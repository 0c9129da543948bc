//! The build engine: stages the project, merges installed dependencies,
//! assembles overlays and hook tags, and exports the finished tree.
//!
//! A build is a strict sequence of stages over an ephemeral [`Workspace`]:
//!
//! 1. load the project manifest (fresh - the config cache is cleared first)
//! 2. stage the project's own datapack, moving `data/` under `base/data/`
//! 3. merge every declared dependency (concurrently; results folded back in
//!    declaration order)
//! 4. resolve overlay contributions into the pack descriptor
//! 5. write the merged load/tick function tags
//! 6. generate placeholder files under the root `data/` tree
//! 7. finalize the descriptor and aggregated licenses, then export
//!
//! The real output directory is only touched in step 7. On any failure the
//! workspace is dropped (removing the staging directory) and the output is
//! either untouched or fully removed - never left half-written. A bad
//! dependency never fails the build; it is skipped with a warning.

mod dependency;
mod overlays;
mod placeholder;
mod tags;

pub use dependency::DependencyContribution;
pub use placeholder::PlaceholderPolicy;

use std::path::{Path, PathBuf};
use std::sync::Arc;

use anyhow::{Context, Result};
use futures::future;
use tracing::debug;

use crate::cache::ConfigCache;
use crate::constants::{
    BASE_OVERLAY_DIR, DATA_DIR, DEFAULT_SUPPORTED_VERSIONS, LICENSES_FILE, MODULES_DIR,
    PACK_DESCRIPTOR, PROJECT_MANIFEST,
};
use crate::core::{ConsoleReporter, DpmError, Reporter};
use crate::manifest::ProjectManifest;
use crate::pack::PackDescriptor;
use crate::storage::{TreeStorage, Workspace};
use crate::utils::fs as fsutil;

/// One overlay contribution: a range expression and the workspace directory
/// holding the content it scopes.
#[derive(Debug, Clone, PartialEq, Eq)]
pub struct OverlayContribution {
    /// Unresolved range expression from the contributing manifest.
    pub range_expr: String,
    /// Directory name at the pack root. Unique within one build.
    pub directory: String,
}

/// Mutable state accumulated over one build, reset per invocation.
#[derive(Default)]
struct BuildState {
    /// Workspace-relative `data` trees collected from the project and every
    /// dependency, in contribution order.
    data_subtrees: Vec<PathBuf>,
    load_entries: Vec<String>,
    tick_entries: Vec<String>,
    /// First entry is always the project base.
    contributions: Vec<OverlayContribution>,
    license_fragments: Vec<String>,
    descriptor: Option<PackDescriptor>,
}

/// Drives the full build pipeline for one project.
pub struct DpmBuilder {
    project_dir: PathBuf,
    modules_dir: PathBuf,
    cache: Arc<ConfigCache>,
    reporter: Arc<dyn Reporter>,
    placeholder_policy: PlaceholderPolicy,
    memory_staging: bool,
    stage_logging: bool,
}

impl DpmBuilder {
    pub fn new(project_dir: impl Into<PathBuf>) -> Self {
        let project_dir = project_dir.into();
        let modules_dir = project_dir.join(MODULES_DIR);
        Self {
            project_dir,
            modules_dir,
            cache: Arc::new(ConfigCache::new()),
            reporter: Arc::new(ConsoleReporter::new(false, false)),
            placeholder_policy: PlaceholderPolicy::Overwrite,
            memory_staging: false,
            stage_logging: true,
        }
    }

    /// Replace the output channel (the watch loop and tests use this).
    #[must_use]
    pub fn with_reporter(mut self, reporter: Arc<dyn Reporter>) -> Self {
        self.reporter = reporter;
        self
    }

    /// Choose how placeholder generation treats files that already exist.
    #[must_use]
    pub fn with_placeholder_policy(mut self, policy: PlaceholderPolicy) -> Self {
        self.placeholder_policy = policy;
        self
    }

    /// Stage in memory instead of a temporary directory.
    #[must_use]
    pub fn with_memory_staging(mut self, memory_staging: bool) -> Self {
        self.memory_staging = memory_staging;
        self
    }

    /// Suppress per-stage progress messages (warnings still go through).
    #[must_use]
    pub fn with_stage_logging(mut self, stage_logging: bool) -> Self {
        self.stage_logging = stage_logging;
        self
    }

    pub fn reporter(&self) -> Arc<dyn Reporter> {
        Arc::clone(&self.reporter)
    }

    fn stage_info(&self, msg: &str) {
        if self.stage_logging {
            self.reporter.info(msg);
        }
    }

    /// Run the full pipeline once.
    ///
    /// Idempotent in its observable inputs: unchanged sources produce an
    /// equivalent output tree. The previous output directory is replaced
    /// wholesale during export.
    pub async fn build(&self) -> Result<()> {
        self.cache.clear();

        let manifest = self.load_manifest()?;
        let datapack_src = manifest.datapack_src(&self.project_dir);
        let build_dir = manifest.build_dir(&self.project_dir);

        let workspace = if self.memory_staging {
            Workspace::memory()
        } else {
            Workspace::disk()?
        };
        let storage = workspace.storage();
        let mut state = BuildState::default();

        self.stage_project(storage.as_ref(), &manifest, &datapack_src, &mut state)?;
        self.merge_dependencies(&storage, &manifest, &mut state).await?;

        let mut descriptor = state
            .descriptor
            .take()
            .expect("descriptor is set during staging");
        overlays::assemble(&mut descriptor, &state.contributions)?;
        state.descriptor = Some(descriptor);

        tags::write_hook_tags(
            storage.as_ref(),
            &state.data_subtrees,
            &state.load_entries,
            &state.tick_entries,
        )?;

        placeholder::generate(storage.as_ref(), &state.data_subtrees, self.placeholder_policy)?;

        self.finalize(storage.as_ref(), &manifest, &state)?;
        self.export(storage.as_ref(), &build_dir)?;

        // Workspace dropped here; staging is gone on success and failure alike.
        Ok(())
    }

    fn load_manifest(&self) -> Result<ProjectManifest> {
        let manifest_path = self.project_dir.join(PROJECT_MANIFEST);
        let manifest = ProjectManifest::load(&manifest_path)?;
        debug!(project = %manifest.name, "loaded project manifest");
        Ok(manifest)
    }

    /// Stage the project's own datapack into the workspace.
    ///
    /// The source's `data/` tree is staged under `base/data/` so the
    /// project's unconditional content becomes the `base` overlay; every
    /// other source entry keeps its place. The pack descriptor must exist
    /// in the source tree - without it there is nothing to merge overlays
    /// into.
    fn stage_project(
        &self,
        storage: &dyn TreeStorage,
        manifest: &ProjectManifest,
        datapack_src: &Path,
        state: &mut BuildState,
    ) -> Result<()> {
        self.stage_info("Copying project datapack...");

        if !datapack_src.is_dir() {
            anyhow::bail!(
                "Datapack source directory not found: {}",
                datapack_src.display()
            );
        }

        for entry in std::fs::read_dir(datapack_src)
            .with_context(|| format!("Failed to read {}", datapack_src.display()))?
        {
            let entry = entry?;
            let name = entry.file_name();
            if entry.file_type()?.is_dir() {
                if name == DATA_DIR {
                    let dest = Path::new(BASE_OVERLAY_DIR).join(DATA_DIR);
                    storage.import_tree(&entry.path(), &dest)?;
                    state.data_subtrees.push(dest);
                    self.reporter.debug("Staged data/ as base/data");
                } else {
                    storage.import_tree(&entry.path(), Path::new(&name))?;
                }
            } else {
                let contents = std::fs::read(entry.path())?;
                storage.write_file(Path::new(&name), &contents)?;
            }
        }

        state.contributions.push(OverlayContribution {
            range_expr: DEFAULT_SUPPORTED_VERSIONS.to_string(),
            directory: BASE_OVERLAY_DIR.to_string(),
        });

        let descriptor_bytes = storage.read_file(Path::new(PACK_DESCRIPTOR)).map_err(|_| {
            DpmError::PackDescriptorMissing {
                file: PACK_DESCRIPTOR.to_string(),
                path: datapack_src.display().to_string(),
            }
        })?;
        let origin = datapack_src.join(PACK_DESCRIPTOR);
        state.descriptor = Some(PackDescriptor::parse(
            &descriptor_bytes,
            &origin.display().to_string(),
        )?);

        state.load_entries.extend(manifest.load.iter().cloned());
        state.tick_entries.extend(manifest.tick.iter().cloned());
        Ok(())
    }

    /// Merge all declared dependencies.
    ///
    /// Each dependency is staged by its own blocking task; tasks only write
    /// to their own workspace sub-trees, so they can run concurrently. The
    /// per-task contribution records are folded into the build state in
    /// declaration order afterwards, which keeps overlay precedence and
    /// license order deterministic no matter which task finishes first.
    async fn merge_dependencies(
        &self,
        storage: &Arc<dyn TreeStorage>,
        manifest: &ProjectManifest,
        state: &mut BuildState,
    ) -> Result<()> {
        if manifest.dependencies.is_empty() {
            if self.stage_logging {
                self.reporter.warn("No dependencies found in dpm.json.");
            }
            return Ok(());
        }
        self.stage_info(&format!(
            "Merging {} dependencies...",
            manifest.dependencies.len()
        ));

        let tasks: Vec<_> = manifest
            .dependencies
            .iter()
            .map(|spec| {
                let spec = spec.clone();
                let storage = Arc::clone(storage);
                let cache = Arc::clone(&self.cache);
                let reporter = Arc::clone(&self.reporter);
                let modules_dir = self.modules_dir.clone();
                tokio::task::spawn_blocking(move || {
                    dependency::stage_dependency(
                        &spec,
                        &modules_dir,
                        storage.as_ref(),
                        cache.as_ref(),
                        reporter.as_ref(),
                    )
                })
            })
            .collect();

        // join_all preserves input order regardless of completion order.
        for joined in future::join_all(tasks).await {
            let contribution = joined.context("dependency task panicked")?;
            let Some(contribution) = contribution else {
                continue;
            };
            state.load_entries.extend(contribution.load);
            state.tick_entries.extend(contribution.tick);
            state.data_subtrees.extend(contribution.data_subtrees);
            state.contributions.extend(contribution.overlays);
            if let Some(fragment) = contribution.license_fragment {
                state.license_fragments.push(fragment);
            }
        }
        Ok(())
    }

    /// Write the merged descriptor and the aggregated license file into the
    /// workspace, completing the staged tree.
    fn finalize(
        &self,
        storage: &dyn TreeStorage,
        manifest: &ProjectManifest,
        state: &BuildState,
    ) -> Result<()> {
        let descriptor = state
            .descriptor
            .as_ref()
            .expect("descriptor is set during staging");
        storage.write_file(Path::new(PACK_DESCRIPTOR), &descriptor.to_pretty_bytes()?)?;

        let mut fragments = vec![format!(
            "Aggregated licenses for '{}', generated by dpm.",
            manifest.name
        )];
        let project_license = manifest.license_file(&self.project_dir);
        if project_license.is_file() {
            let text = std::fs::read_to_string(&project_license)
                .with_context(|| format!("Failed to read {}", project_license.display()))?;
            fragments.push(format!("----- [{}] -----\n{}", manifest.name, text));
        }
        fragments.extend(state.license_fragments.iter().cloned());
        storage.write_file(Path::new(LICENSES_FILE), fragments.join("\n\n").as_bytes())?;
        Ok(())
    }

    /// Replace the output directory with the staged tree.
    ///
    /// The previous output is removed first; if writing the new tree fails
    /// midway the output directory is removed again so an observer never
    /// sees a half-merged tree.
    fn export(&self, storage: &dyn TreeStorage, build_dir: &Path) -> Result<()> {
        self.stage_info("Writing final build...");
        fsutil::remove_dir_all(build_dir)?;
        if let Err(e) = storage.export_to(build_dir) {
            let _ = fsutil::remove_dir_all(build_dir);
            return Err(DpmError::ExportFailed {
                path: build_dir.display().to_string(),
                reason: e.to_string(),
            }
            .into());
        }
        debug!(path = %build_dir.display(), "exported build");
        Ok(())
    }
}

What you should do: Set the material down exactly as written, starting at its first line. The line containing "is cleared first)" is the last one to include.

Task output:
repository 0c9129da543948bc
//! The build engine: stages the project, merges installed dependencies,
//! assembles overlays and hook tags, and exports the finished tree.
//!
//! A build is a strict sequence of stages over an ephemeral [`Workspace`]:
//!
//! 1. load the project manifest (fresh - the config cache is cleared first)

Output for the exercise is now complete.